NOVA YORK - O menor ritmo de crescimento da produção da Petrobrás pode tornar ainda mais complicado a redução dos níveis de alavancagem da empresa brasileira. Nesse cenário, uma oferta de ações seria a única medida definitiva capaz de melhorar a estrutura de capital da petroleira, avalia o banco Morgan Stanley em um relatório a investidores comentando o balanço auditado da Petrobrás.

O banco destaca que a Petrobrás reiterou a projeção de crescimento da produção de 4,5% este ano, ao mesmo tempo em que anunciou a expectativa de expansão de 2,8% em 2016, nível considerado fraco pelo banco. Com gastos ("capex") totalizando US$ 54 bilhões em dois anos, a expectativa do mercado para a expansão da produção do ano que vem pode estar em um intervalo maior, de 7% a 9%, ressalta o analista do banco, Bruno Montanari no relatório.

"O menor crescimento da produção torna mais difícil para a Petrobrás conseguir um processo de desalavancagem orgânica", ressalta o analista. "Continuamos a pensar que a inclusão de uma oferta de ações nos planos da empresa é a única medida definitiva para resolver a estrutura de capital."


Em um relatório anterior sobre a empresa, considerando as opções para melhorar a alavancagem da Petrobrás, o Morgan Stanley fala da possibilidade de uma oferta de ações bilionária.

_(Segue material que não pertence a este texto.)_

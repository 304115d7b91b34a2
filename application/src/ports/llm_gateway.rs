//! LLM Gateway port
//!
//! Defines the interface for communicating with chat-completion providers.
//! The chain engine uses it three ways: planning, relevance judgment and
//! final synthesis.

use async_trait::async_trait;
use stepwise_domain::Message;
use thiserror::Error;

/// Errors that can occur during LLM gateway operations
#[derive(Error, Debug)]
pub enum GatewayError {
    #[error("Connection error: {0}")]
    ConnectionError(String),

    #[error("Model not available: {0}")]
    ModelNotAvailable(String),

    #[error("Request failed: {0}")]
    RequestFailed(String),

    #[error("Invalid response: {0}")]
    InvalidResponse(String),

    #[error("Timeout")]
    Timeout,

    #[error("Other error: {0}")]
    Other(String),
}

/// Gateway for LLM communication
///
/// Implementations (adapters) live in the infrastructure layer.
#[async_trait]
pub trait LlmGateway: Send + Sync {
    /// Send a full message history and return the reply text
    async fn complete(&self, messages: &[Message], model: &str) -> Result<String, GatewayError>;
}
//! Configuration file loader with multi-source merging

use super::file_config::FileConfig;
use figment::{
    Figment,
    providers::{Env, Format, Serialized, Toml},
};
use std::path::{Path, PathBuf};

const PROJECT_FILES: [&str; 2] = ["stepwise.toml", ".stepwise.toml"];

/// Configuration loader that handles file discovery and merging
pub struct ConfigLoader;

impl ConfigLoader {
    /// Load configuration from all sources with proper priority
    ///
    /// Priority (highest to lowest):
    /// 1. `STEPWISE_` environment variables (`__` separates nested keys)
    /// 2. Explicit config path (if provided)
    /// 3. Project root: `./stepwise.toml` or `./.stepwise.toml`
    /// 4. Global: `$XDG_CONFIG_HOME/stepwise/config.toml`
    /// 5. Default values
    pub fn load(config_path: Option<&PathBuf>) -> Result<FileConfig, Box<figment::Error>> {
        Self::figment(
            Self::global_config_path().as_deref(),
            Self::project_config_path().as_deref(),
            config_path.map(|p| p.as_path()),
        )
        .extract()
        .map_err(Box::new)
    }

    fn figment(global: Option<&Path>, project: Option<&Path>, explicit: Option<&Path>) -> Figment {
        let mut figment = Figment::new().merge(Serialized::defaults(FileConfig::default()));

        if let Some(path) = global
            && path.exists()
        {
            figment = figment.merge(Toml::file(path));
        }
        if let Some(path) = project {
            figment = figment.merge(Toml::file(path));
        }
        if let Some(path) = explicit {
            figment = figment.merge(Toml::file(path));
        }

        figment.merge(Env::prefixed("STEPWISE_").split("__"))
    }

    /// Load only default configuration (for --no-config)
    pub fn load_defaults() -> FileConfig {
        FileConfig::default()
    }

    /// Get the global config file path
    pub fn global_config_path() -> Option<PathBuf> {
        dirs::config_dir().map(|d| d.join("stepwise").join("config.toml"))
    }

    /// Get the project-level config file path (if it exists)
    pub fn project_config_path() -> Option<PathBuf> {
        PROJECT_FILES
            .iter()
            .map(PathBuf::from)
            .find(|path| path.exists())
    }

    /// Print the config file locations being used (for debugging)
    pub fn print_config_sources(explicit: Option<&PathBuf>) {
        println!("Configuration sources (in priority order):");
        println!("  [ENV  ] STEPWISE_* (e.g. STEPWISE_LLM__MODEL)");

        if let Some(path) = explicit {
            let mark = if path.exists() { "FOUND" } else { "MISS " };
            println!("  [{}] Explicit: {}", mark, path.display());
        }

        if let Some(path) = Self::project_config_path() {
            println!("  [FOUND] Project: {}", path.display());
        } else {
            println!("  [     ] Project: ./stepwise.toml or ./.stepwise.toml");
        }

        if let Some(path) = Self::global_config_path() {
            if path.exists() {
                println!("  [FOUND] Global:  {}", path.display());
            } else {
                println!("  [     ] Global:  {}", path.display());
            }
        }

        println!("  [     ] Default: built-in defaults");
    }
}

#[cfg(test)]
mod tests {
    use super::*;
    use std::io::Write;

    #[test]
    fn test_load_defaults() {
        let config = ConfigLoader::load_defaults();
        assert!(config.servers.is_empty());
        assert!(config.builtin.enabled);
        assert_eq!(config.execution.max_attempts_per_step, 3);
    }

    #[test]
    fn test_global_config_path_returns_some() {
        let path = ConfigLoader::global_config_path();
        assert!(path.is_some());
        assert!(path.unwrap().to_string_lossy().contains("stepwise"));
    }

    #[test]
    fn test_later_files_override_earlier() {
        let dir = tempfile::tempdir().unwrap();
        let global = dir.path().join("global.toml");
        let explicit = dir.path().join("explicit.toml");
        std::fs::File::create(&global)
            .unwrap()
            .write_all(b"[llm]\nmodel = \"global-model\"\ntimeout_seconds = 30\n")
            .unwrap();
        std::fs::File::create(&explicit)
            .unwrap()
            .write_all(b"[llm]\nmodel = \"explicit-model\"\n")
            .unwrap();

        let config: FileConfig = ConfigLoader::figment(Some(&global), None, Some(&explicit))
            .extract()
            .unwrap();
        assert_eq!(config.llm.model, "explicit-model");
        assert_eq!(config.llm.timeout_seconds, 30);
        assert_eq!(config.llm.api_key_env, "OPENAI_API_KEY");
    }
}
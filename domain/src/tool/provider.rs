//! Tool provider abstraction
//!
//! A [`ToolProvider`] is one independently addressable provider session: an
//! MCP server process, or one of the builtin providers. Each advertises a set
//! of [`ToolDescriptor`]s and answers invocations with plain text.
//!
//! ```text
//! ┌──────────────┐  list_tools()   ┌──────────────┐
//! │ ToolRegistry │ ──────────────▶ │ ToolProvider │  "filesystem", "utility",
//! │ (catalog)    │ ◀────────────── │  (session)   │  "mail", ...
//! └──────────────┘  invoke() text  └──────────────┘
//! ```
//!
//! # Error signalling
//!
//! Tool-level failures are **not** a distinct channel: a provider reports them
//! inside the returned text (see [`super::output::carries_error_marker`]).
//! [`ProviderError`] is reserved for transport failures: the session could
//! not be reached at all.

use async_trait::async_trait;
use serde_json::{Map, Value};
use thiserror::Error;

use super::entities::ToolDescriptor;

/// Error type for tool provider operations
#[derive(Debug, Error)]
pub enum ProviderError {
    /// Provider is not available (e.g., server command not installed)
    #[error("Provider not available: {0}")]
    NotAvailable(String),

    /// Failed to list tools from the provider
    #[error("Discovery failed: {0}")]
    DiscoveryFailed(String),

    /// The request could not be delivered or the session died mid-call
    #[error("Transport failed: {0}")]
    TransportFailed(String),

    /// Configuration error
    #[error("Configuration error: {0}")]
    ConfigurationError(String),
}

/// Tool provider session
#[async_trait]
pub trait ToolProvider: Send + Sync {
    /// Unique identifier for this provider session
    ///
    /// Examples: "filesystem", "utility", or a configured MCP server id
    fn id(&self) -> &str;

    /// List the tools this session serves
    async fn list_tools(&self) -> Result<Vec<ToolDescriptor>, ProviderError>;

    /// Invoke a tool, returning its textual result
    ///
    /// Tool failures come back as `Ok` text carrying an error marker.
    async fn invoke(&self, name: &str, arguments: &Map<String, Value>)
    -> Result<String, ProviderError>;
}
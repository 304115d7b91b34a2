//! Progress notification port
//!
//! Defines the callbacks the execution loop fires so the presentation layer
//! can print step traces. Every method has a no-op default.

use stepwise_domain::{AbandonedStep, PlanStep, QueuedStep, StepFailure, Verdict};

/// Callback for progress updates during chain execution
pub trait ChainProgressNotifier: Send + Sync {
    /// Planner call is about to be issued
    fn on_planning_start(&self) {}

    /// Planner returned (possibly empty) steps
    fn on_plan_ready(&self, _steps: &[PlanStep]) {}

    /// A resolved step is about to be dispatched.
    ///
    /// `call_number` counts dispatches within the query, starting at 1.
    fn on_step_start(&self, _call_number: usize, _step: &PlanStep, _provider_id: Option<&str>) {}

    /// Raw provider output for the step just dispatched
    fn on_step_output(&self, _step: &PlanStep, _output: &str) {}

    /// Relevance judge call is about to be issued
    fn on_judging(&self, _step: &PlanStep) {}

    /// Relevance judge answered
    fn on_verdict(&self, _step: &PlanStep, _verdict: Verdict) {}

    /// Step output entered the history and transcript
    fn on_step_accepted(&self, _ordinal: usize, _step: &PlanStep) {}

    /// Step went back to the tail of the queue
    fn on_step_requeued(&self, _step: &QueuedStep, _reason: &StepFailure) {}

    /// Step was dropped by the termination guard
    fn on_step_abandoned(&self, _step: &AbandonedStep) {}

    /// Synthesis call is about to be issued
    fn on_synthesis_start(&self, _accepted: usize) {}
}

/// No-op progress notifier for when progress reporting is not needed
pub struct NoChainProgress;

impl ChainProgressNotifier for NoChainProgress {}
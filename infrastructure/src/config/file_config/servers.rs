//! MCP server definitions from TOML (`[[servers]]` entries)
//!
//! ```toml
//! [[servers]]
//! id = "mail"
//! command = "python"
//! args = ["mail_server.py"]
//! env = { SMTP_HOST = "smtp.example.com" }
//! ```

use std::collections::HashMap;

use serde::{Deserialize, Serialize};

use crate::mcp::McpServerSpec;

/// One stdio MCP server; `id` becomes the provider id in the catalog.
#[derive(Debug, Clone, Default, PartialEq, Eq, Serialize, Deserialize)]
#[serde(default)]
pub struct FileServerConfig {
    pub id: String,
    pub command: String,
    pub args: Vec<String>,
    pub env: HashMap<String, String>,
}

impl FileServerConfig {
    pub fn to_spec(&self) -> McpServerSpec {
        McpServerSpec {
            id: self.id.clone(),
            command: self.command.clone(),
            args: self.args.clone(),
            env: self.env.clone(),
        }
    }
}
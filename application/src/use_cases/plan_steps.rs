//! LLM-backed step planner.

use std::sync::Arc;

use async_trait::async_trait;
use stepwise_domain::util::truncate_str;
use stepwise_domain::{ChainPromptTemplate, Message, PlanStep, ToolDescriptor, parse_plan};
use tracing::{debug, warn};

use crate::ports::llm_gateway::{GatewayError, LlmGateway};
use crate::ports::step_planner::StepPlanner;

/// Plans with one completion request listing every available tool.
///
/// The reply is parsed with [`parse_plan`]; an unparsable or non-array
/// reply becomes an empty plan so the query degrades to answering without
/// tool context.
pub struct LlmPlanner {
    gateway: Arc<dyn LlmGateway>,
    model: String,
}

impl LlmPlanner {
    pub fn new(gateway: Arc<dyn LlmGateway>, model: impl Into<String>) -> Self {
        Self {
            gateway,
            model: model.into(),
        }
    }
}

#[async_trait]
impl StepPlanner for LlmPlanner {
    async fn plan(
        &self,
        query: &str,
        tools: &[ToolDescriptor],
    ) -> Result<Vec<PlanStep>, GatewayError> {
        let messages = vec![
            Message::system(ChainPromptTemplate::planner_system(tools)),
            Message::user(query),
        ];
        let response = self.gateway.complete(&messages, &self.model).await?;
        debug!("Planner response: {}", truncate_str(&response, 500));

        match parse_plan(&response) {
            Ok(parsed) => {
                for skipped in &parsed.skipped {
                    warn!("Dropping malformed plan element: {}", truncate_str(skipped, 200));
                }
                Ok(parsed.steps)
            }
            Err(e) => {
                warn!(
                    "Tool chain planning failed: {}; raw response: {}",
                    e,
                    truncate_str(&response, 500)
                );
                Ok(Vec::new())
            }
        }
    }
}
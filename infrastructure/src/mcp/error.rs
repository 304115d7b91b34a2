//! Error types for MCP stdio sessions

use stepwise_domain::ProviderError;
use thiserror::Error;

/// Result type alias for MCP operations
pub type Result<T> = std::result::Result<T, McpError>;

/// Errors that can occur when talking to an MCP server process
#[derive(Error, Debug)]
pub enum McpError {
    #[error("Command not found: {0}")]
    CommandNotFound(String),

    #[error("Failed to spawn MCP server: {0}")]
    SpawnError(std::io::Error),

    #[error("I/O error: {0}")]
    Io(#[from] std::io::Error),

    #[error("JSON serialization error: {0}")]
    SerializationError(#[from] serde_json::Error),

    #[error("JSON-RPC error (code {code}): {message}")]
    RpcError { code: i64, message: String },

    #[error("Unexpected response: {0}")]
    UnexpectedResponse(String),

    #[error("Transport closed")]
    TransportClosed,
}

impl From<McpError> for ProviderError {
    fn from(err: McpError) -> Self {
        match err {
            McpError::CommandNotFound(_) => ProviderError::NotAvailable(err.to_string()),
            McpError::RpcError { .. } | McpError::UnexpectedResponse(_) => {
                ProviderError::DiscoveryFailed(err.to_string())
            }
            _ => ProviderError::TransportFailed(err.to_string()),
        }
    }
}
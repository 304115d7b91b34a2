//! FIFO queue of steps awaiting execution.

use std::collections::VecDeque;

use crate::tool::entities::PlanStep;

/// A plan step waiting in the [`PendingQueue`].
#[derive(Debug, Clone, PartialEq)]
pub struct QueuedStep {
    /// 1-based position in the original plan, stable across requeues
    pub ordinal: usize,
    /// The step with its original, unresolved arguments
    pub step: PlanStep,
    /// Failed attempts so far
    pub attempts: u32,
}

impl QueuedStep {
    pub fn new(ordinal: usize, step: PlanStep) -> Self {
        Self {
            ordinal,
            step,
            attempts: 0,
        }
    }

    /// Count a failed attempt and return the new total.
    pub fn record_failure(&mut self) -> u32 {
        self.attempts += 1;
        self.attempts
    }
}

/// Steps awaiting execution, processed strictly front to back.
///
/// Failed steps go back to the tail via [`PendingQueue::requeue`].
#[derive(Debug, Clone, Default)]
pub struct PendingQueue {
    steps: VecDeque<QueuedStep>,
}

impl PendingQueue {
    pub fn from_plan(plan: Vec<PlanStep>) -> Self {
        Self {
            steps: plan
                .into_iter()
                .enumerate()
                .map(|(i, step)| QueuedStep::new(i + 1, step))
                .collect(),
        }
    }

    pub fn next(&mut self) -> Option<QueuedStep> {
        self.steps.pop_front()
    }

    /// Append a failed step to the tail.
    pub fn requeue(&mut self, step: QueuedStep) {
        self.steps.push_back(step);
    }

    /// Remove and return everything still queued.
    pub fn drain(&mut self) -> Vec<QueuedStep> {
        self.steps.drain(..).collect()
    }

    pub fn len(&self) -> usize {
        self.steps.len()
    }

    pub fn is_empty(&self) -> bool {
        self.steps.is_empty()
    }

    pub fn iter(&self) -> impl Iterator<Item = &QueuedStep> {
        self.steps.iter()
    }
}

#[cfg(test)]
mod tests {
    use super::*;

    #[test]
    fn test_fifo_with_requeue_to_tail() {
        let mut queue = PendingQueue::from_plan(vec![
            PlanStep::new("a"),
            PlanStep::new("b"),
            PlanStep::new("c"),
        ]);

        let mut first = queue.next().unwrap();
        assert_eq!(first.ordinal, 1);
        assert_eq!(first.record_failure(), 1);
        queue.requeue(first);

        let order: Vec<_> = queue.iter().map(|s| s.step.name.as_str()).collect();
        assert_eq!(order, vec!["b", "c", "a"]);
        assert_eq!(queue.iter().last().unwrap().attempts, 1);
    }

    #[test]
    fn test_drain_empties_queue() {
        let mut queue = PendingQueue::from_plan(vec![PlanStep::new("a")]);
        assert_eq!(queue.drain().len(), 1);
        assert!(queue.is_empty());
    }
}
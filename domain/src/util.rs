//! Shared utility functions.

/// Cut `s` to at most `max_bytes`, backing off to the previous UTF-8
/// character boundary.
pub fn truncate_str(s: &str, max_bytes: usize) -> &str {
    if s.len() <= max_bytes {
        return s;
    }
    let end = (0..=max_bytes)
        .rev()
        .find(|&i| s.is_char_boundary(i))
        .unwrap_or(0);
    &s[..end]
}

Uma emissão da ordem de US$ 30 bilhões a US$ 40 bilhões faria os indicadores de dívida da empresa convergirem para níveis mais confortáveis e compatíveis com seus pares internacionais. A Petrobrás é a mais endividada entre as maiores petroleiras do mundo.

Entre outras opções para reduzir a alavancagem, além da oferta de ações, o Morgan ressalta o aporte do governo federal, a renegociação com credores, a intensificação da venda de ativos e o aumento dos preços dos combustíveis.

Ainda sobre o balanço auditado, o analista do Morgan ressalta que a decisão da empresa de suspender o pagamento de dividendos é positiva, na medida em que ajuda a preservar o caixa da Petrobrás, afirma o documento. O banco manteve a recomendação para as ações da empresa em "equal-weight", o equivalente a desempenho em linha com a média do mercado.